- **What the task asks**
Transcribe the data exactly, stopping after the "let response_cache_age_sec = file" line.

- **Stored data**
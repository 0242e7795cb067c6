mod file_config;

pub use file_config::{FileConfig, RankingConfig};

use crate::geo::integer_sqrt;
use crate::ranking::RankingSettings;
use crate::server::RequestsLoggingLevel;
use anyhow::{bail, Result};
use clap::ValueEnum;
use std::path::PathBuf;

const MAX_EVENT_RETENTION_DAYS: u64 = 100 * 365;
const MAX_PRUNE_INTERVAL_HOURS: u64 = 365 * 24;

/// CLI arguments that can be used for config resolution.
/// This struct mirrors the CLI arguments that can be overridden by TOML config.
#[derive(Debug, Clone, Default)]
pub struct CliConfig {
    pub db_dir: Option<PathBuf>,
    pub port: u16,
    pub logging_level: RequestsLoggingLevel,
    pub response_cache_age_sec: usize,
    pub frontend_dir_path: Option<String>,
    pub event_retention_days: u64,
    pub prune_interval_hours: u64,
    pub read_pool_size: usize,
}

#[derive(Debug, Clone)]
pub struct AppConfig {
    pub db_dir: PathBuf,
    pub port: u16,
    pub logging_level: RequestsLoggingLevel,
    pub response_cache_age_sec: usize,
    pub frontend_dir_path: Option<String>,
    /// 0 disables pruning.
    pub event_retention_days: u64,
    pub prune_interval_hours: u64,
    pub read_pool_size: usize,

    pub ranking: RankingSettings,
}

impl AppConfig {
    /// Resolve configuration from CLI arguments and optional TOML file config.
    /// TOML values override CLI values where present.
    pub fn resolve(cli: &CliConfig, file_config: Option<FileConfig>) -> Result<Self> {
        let file = file_config.unwrap_or_default();

        let db_dir = file
            .db_dir
            .map(PathBuf::from)
            .or_else(|| cli.db_dir.clone())
            .ok_or_else(|| {
                anyhow::anyhow!("db_dir must be specified via --db-dir or in config file")
            })?;

        if !db_dir.exists() {
            bail!("Database directory does not exist: {:?}", db_dir);
        }
        if !db_dir.is_dir() {
            bail!("db_dir is not a directory: {:?}", db_dir);
        }

        let port = file.port.unwrap_or(cli.port);

        let logging_level = file
            .logging_level
            .and_then(|s| parse_logging_level(&s))
            .unwrap_or_else(|| cli.logging_level.clone());

        let response_cache_age_sec = file
            .response_cache_age_sec
            .unwrap_or(cli.response_cache_age_sec);
        let frontend_dir_path = file
            .frontend_dir_path
            .or_else(|| cli.frontend_dir_path.clone());
        let event_retention_days = file
            .event_retention_days
            .unwrap_or(cli.event_retention_days);
        let prune_interval_hours = file
            .prune_interval_hours
            .unwrap_or(cli.prune_interval_hours);
        let read_pool_size = file.read_pool_size.unwrap_or(cli.read_pool_size);
        if read_pool_size == 0 {
            bail!("read_pool_size must be at least 1");
        }

        let ranking = resolve_ranking(file.ranking.unwrap_or_default())?;

        if event_retention_days > 0 {
            if prune_interval_hours == 0 {
                bail!("prune_interval_hours must be at least 1 when pruning is enabled");
            }
            if prune_interval_hours > MAX_PRUNE_INTERVAL_HOURS {
                bail!(
                    "prune_interval_hours must be at most {}, got {}",
                    MAX_PRUNE_INTERVAL_HOURS,
                    prune_interval_hours
                );
            }
            if event_retention_days > MAX_EVENT_RETENTION_DAYS {
                bail!(
                    "event_retention_days must be at most {}, got {}",
                    MAX_EVENT_RETENTION_DAYS,
                    event_retention_days
                );
            }
            // Pruning must never eat into the default ranking window
            if (event_retention_days as f64) < ranking.default_window_days {
                bail!(
                    "event_retention_days ({}) is shorter than default_window_days ({})",
                    event_retention_days,
                    ranking.default_window_days
                );
            }
        }

        Ok(Self {
            db_dir,
            port,
            logging_level,
            response_cache_age_sec,
            frontend_dir_path,
            event_retention_days,
            prune_interval_hours,
            read_pool_size,
            ranking,
        })
    }

    pub fn vibe_db_path(&self) -> PathBuf {
        self.db_dir.join("vibes.db")
    }
}

/// Merge the `[ranking]` table with defaults and check the result.
fn resolve_ranking(file: RankingConfig) -> Result<RankingSettings> {
    let defaults = RankingSettings::default();
    let ranking = RankingSettings {
        default_radius_miles: file
            .default_radius_miles
            .unwrap_or(defaults.default_radius_miles),
        default_window_days: file
            .default_window_days
            .unwrap_or(defaults.default_window_days),
        default_track_limit: file
            .default_track_limit
            .unwrap_or(defaults.default_track_limit),
        per_cell_track_limit: file
            .per_cell_track_limit
            .unwrap_or(defaults.per_cell_track_limit),
        per_cell_genre_limit: file
            .per_cell_genre_limit
            .unwrap_or(defaults.per_cell_genre_limit),
        allowed_divisions: file.allowed_divisions.unwrap_or(defaults.allowed_divisions),
    };

    if !(ranking.default_radius_miles.is_finite() && ranking.default_radius_miles > 0.0) {
        bail!(
            "default_radius_miles must be positive, got {}",
            ranking.default_radius_miles
        );
    }
    if !(ranking.default_window_days.is_finite() && ranking.default_window_days > 0.0) {
        bail!(
            "default_window_days must be positive, got {}",
            ranking.default_window_days
        );
    }
    if ranking.default_track_limit == 0
        || ranking.per_cell_track_limit == 0
        || ranking.per_cell_genre_limit == 0
    {
        bail!("ranking limits must be at least 1");
    }
    if ranking.allowed_divisions.is_empty() {
        bail!("allowed_divisions must not be empty");
    }
    for &divisions in &ranking.allowed_divisions {
        let side = integer_sqrt(divisions);
        if divisions == 0 || side * side != divisions {
            bail!("allowed_divisions must be perfect squares, got {}", divisions);
        }
    }
    Ok(ranking)
}

/// Parses a logging level string into RequestsLoggingLevel.
/// Uses clap's ValueEnum trait for parsing.
fn parse_logging_level(s: &str) -> Option<RequestsLoggingLevel> {
    RequestsLoggingLevel::from_str(s, true).ok()
}

#[cfg(test)]
mod tests {
    use super::*;
    use tempfile::TempDir;

    fn cli_with_dir(temp_dir: &TempDir) -> CliConfig {
        CliConfig {
            db_dir: Some(temp_dir.path().to_path_buf()),
            port: 3001,
            read_pool_size: 4,
            event_retention_days: 30,
            prune_interval_hours: 24,
            ..Default::default()
        }
    }

    #[test]
    fn test_parse_logging_level() {
        assert!(matches!(
            parse_logging_level("none"),
            Some(RequestsLoggingLevel::None)
        ));
        assert!(matches!(
            parse_logging_level("PATH"),
            Some(RequestsLoggingLevel::Path)
        ));
        assert!(matches!(
            parse_logging_level("body"),
            Some(RequestsLoggingLevel::Body)
        ));
        assert!(parse_logging_level("invalid").is_none());
    }

    #[test]
    fn test_resolve_cli_only() {
        let temp_dir = TempDir::new().unwrap();
        let cli = CliConfig {
            logging_level: RequestsLoggingLevel::Headers,
            response_cache_age_sec: 30,
            frontend_dir_path: Some("/frontend".to_string()),
            ..cli_with_dir(&temp_dir)
        };

        let config = AppConfig::resolve(&cli, None).unwrap();

        assert_eq!(config.db_dir, temp_dir.path());
        assert_eq!(config.port, 3001);
        assert_eq!(config.logging_level, RequestsLoggingLevel::Headers);
        assert_eq!(config.response_cache_age_sec, 30);
        assert_eq!(config.frontend_dir_path, Some("/frontend".to_string()));
        assert_eq!(config.event_retention_days, 30);
        assert_eq!(config.read_pool_size, 4);
        assert_eq!(config.ranking, RankingSettings::default());
        assert_eq!(config.vibe_db_path(), temp_dir.path().join("vibes.db"));
    }

    #[test]
    fn test_resolve_toml_overrides_cli() {
        let temp_dir = TempDir::new().unwrap();
        let cli = CliConfig {
            db_dir: Some(PathBuf::from("/should/be/overridden")),
            logging_level: RequestsLoggingLevel::Path,
            ..cli_with_dir(&temp_dir)
        };
        let file_config = FileConfig {
            db_dir: Some(temp_dir.path().to_string_lossy().to_string()),
            port: Some(4000),
            logging_level: Some("body".to_string()),
            ranking: Some(RankingConfig {
                default_track_limit: Some(5),
                allowed_divisions: Some(vec![1, 4, 9, 16, 25]),
                ..Default::default()
            }),
            ..Default::default()
        };

        let config = AppConfig::resolve(&cli, Some(file_config)).unwrap();

        assert_eq!(config.db_dir, temp_dir.path());
        assert_eq!(config.port, 4000);
        assert_eq!(config.logging_level, RequestsLoggingLevel::Body);
        assert_eq!(config.ranking.default_track_limit, 5);
        assert_eq!(config.ranking.allowed_divisions, vec![1, 4, 9, 16, 25]);
        // CLI value used when TOML doesn't specify
        assert_eq!(config.prune_interval_hours, 24);
        assert_eq!(config.ranking.per_cell_track_limit, 2);
    }

    #[test]
    fn test_resolve_missing_db_dir_error() {
        let result = AppConfig::resolve(&CliConfig::default(), None);
        assert!(result
            .unwrap_err()
            .to_string()
            .contains("db_dir must be specified"));
    }

    #[test]
    fn test_resolve_nonexistent_db_dir_error() {
        let cli = CliConfig {
            db_dir: Some(PathBuf::from("/nonexistent/path/that/should/not/exist")),
            read_pool_size: 1,
            ..Default::default()
        };
        let result = AppConfig::resolve(&cli, None);
        assert!(result.unwrap_err().to_string().contains("does not exist"));
    }

    #[test]
    fn test_resolve_rejects_non_square_divisions() {
        let temp_dir = TempDir::new().unwrap();
        let file_config = FileConfig {
            ranking: Some(RankingConfig {
                allowed_divisions: Some(vec![4, 6]),
                ..Default::default()
            }),
            ..Default::default()
        };
        let result = AppConfig::resolve(&cli_with_dir(&temp_dir), Some(file_config));
        assert!(result.unwrap_err().to_string().contains("perfect squares"));
    }

    #[test]
    fn test_resolve_rejects_zero_pool() {
        let temp_dir = TempDir::new().unwrap();
        let cli = CliConfig {
            read_pool_size: 0,
            ..cli_with_dir(&temp_dir)
        };
        assert!(AppConfig::resolve(&cli, None).is_err());
    }

    #[test]
    fn test_pruning_can_be_disabled() {
        let temp_dir = TempDir::new().unwrap();
        let cli = CliConfig {
            event_retention_days: 0,
            prune_interval_hours: 0,
            ..cli_with_dir(&temp_dir)
        };
        let config = AppConfig::resolve(&cli, None).unwrap();
        assert_eq!(config.event_retention_days, 0);
    }

    #[test]
    fn test_resolve_rejects_retention_shorter_than_window() {
        let temp_dir = TempDir::new().unwrap();
        let cli = CliConfig {
            event_retention_days: 3,
            ..cli_with_dir(&temp_dir)
        };
        let result = AppConfig::resolve(&cli, None);
        assert!(result
            .unwrap_err()
            .to_string()
            .contains("shorter than default_window_days"));

        // Exactly the window is fine, and so is no pruning at all
        let cli = CliConfig {
            event_retention_days: 7,
            ..cli_with_dir(&temp_dir)
        };
        assert!(AppConfig::resolve(&cli, None).is_ok());
        let cli = CliConfig {
            event_retention_days: 0,
            ..cli_with_dir(&temp_dir)
        };
        assert!(AppConfig::resolve(&cli, None).is_ok());

        let file_config = FileConfig {
            ranking: Some(RankingConfig {
                default_window_days: Some(60.0),
                ..Default::default()
            }),
            ..Default::default()
        };
        assert!(AppConfig::resolve(&cli_with_dir(&temp_dir), Some(file_config)).is_err());
    }

    #[test]
    fn test_resolve_rejects_huge_pruning_values() {
        let temp_dir = TempDir::new().unwrap();
        let cli = CliConfig {
            prune_interval_hours: u64::MAX,
            ..cli_with_dir(&temp_dir)
        };
        assert!(AppConfig::resolve(&cli, None).is_err());

        let cli = CliConfig {
            event_retention_days: u64::MAX,
            ..cli_with_dir(&temp_dir)
        };
        assert!(AppConfig::resolve(&cli, None).is_err());
    }
}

- **Answer box**
repository 0242e7795cb067c6
mod file_config;

pub use file_config::{FileConfig, RankingConfig};

use crate::geo::integer_sqrt;
use crate::ranking::RankingSettings;
use crate::server::RequestsLoggingLevel;
use anyhow::{bail, Result};
use clap::ValueEnum;
use std::path::PathBuf;

const MAX_EVENT_RETENTION_DAYS: u64 = 100 * 365;
const MAX_PRUNE_INTERVAL_HOURS: u64 = 365 * 24;

/// CLI arguments that can be used for config resolution.
/// This struct mirrors the CLI arguments that can be overridden by TOML config.
#[derive(Debug, Clone, Default)]
pub struct CliConfig {
    pub db_dir: Option<PathBuf>,
    pub port: u16,
    pub logging_level: RequestsLoggingLevel,
    pub response_cache_age_sec: usize,
    pub frontend_dir_path: Option<String>,
    pub event_retention_days: u64,
    pub prune_interval_hours: u64,
    pub read_pool_size: usize,
}

#[derive(Debug, Clone)]
pub struct AppConfig {
    pub db_dir: PathBuf,
    pub port: u16,
    pub logging_level: RequestsLoggingLevel,
    pub response_cache_age_sec: usize,
    pub frontend_dir_path: Option<String>,
    /// 0 disables pruning.
    pub event_retention_days: u64,
    pub prune_interval_hours: u64,
    pub read_pool_size: usize,

    pub ranking: RankingSettings,
}

impl AppConfig {
    /// Resolve configuration from CLI arguments and optional TOML file config.
    /// TOML values override CLI values where present.
    pub fn resolve(cli: &CliConfig, file_config: Option<FileConfig>) -> Result<Self> {
        let file = file_config.unwrap_or_default();

        let db_dir = file
            .db_dir
            .map(PathBuf::from)
            .or_else(|| cli.db_dir.clone())
            .ok_or_else(|| {
                anyhow::anyhow!("db_dir must be specified via --db-dir or in config file")
            })?;

        if !db_dir.exists() {
            bail!("Database directory does not exist: {:?}", db_dir);
        }
        if !db_dir.is_dir() {
            bail!("db_dir is not a directory: {:?}", db_dir);
        }

        let port = file.port.unwrap_or(cli.port);

        let logging_level = file
            .logging_level
            .and_then(|s| parse_logging_level(&s))
            .unwrap_or_else(|| cli.logging_level.clone());

        let response_cache_age_sec = file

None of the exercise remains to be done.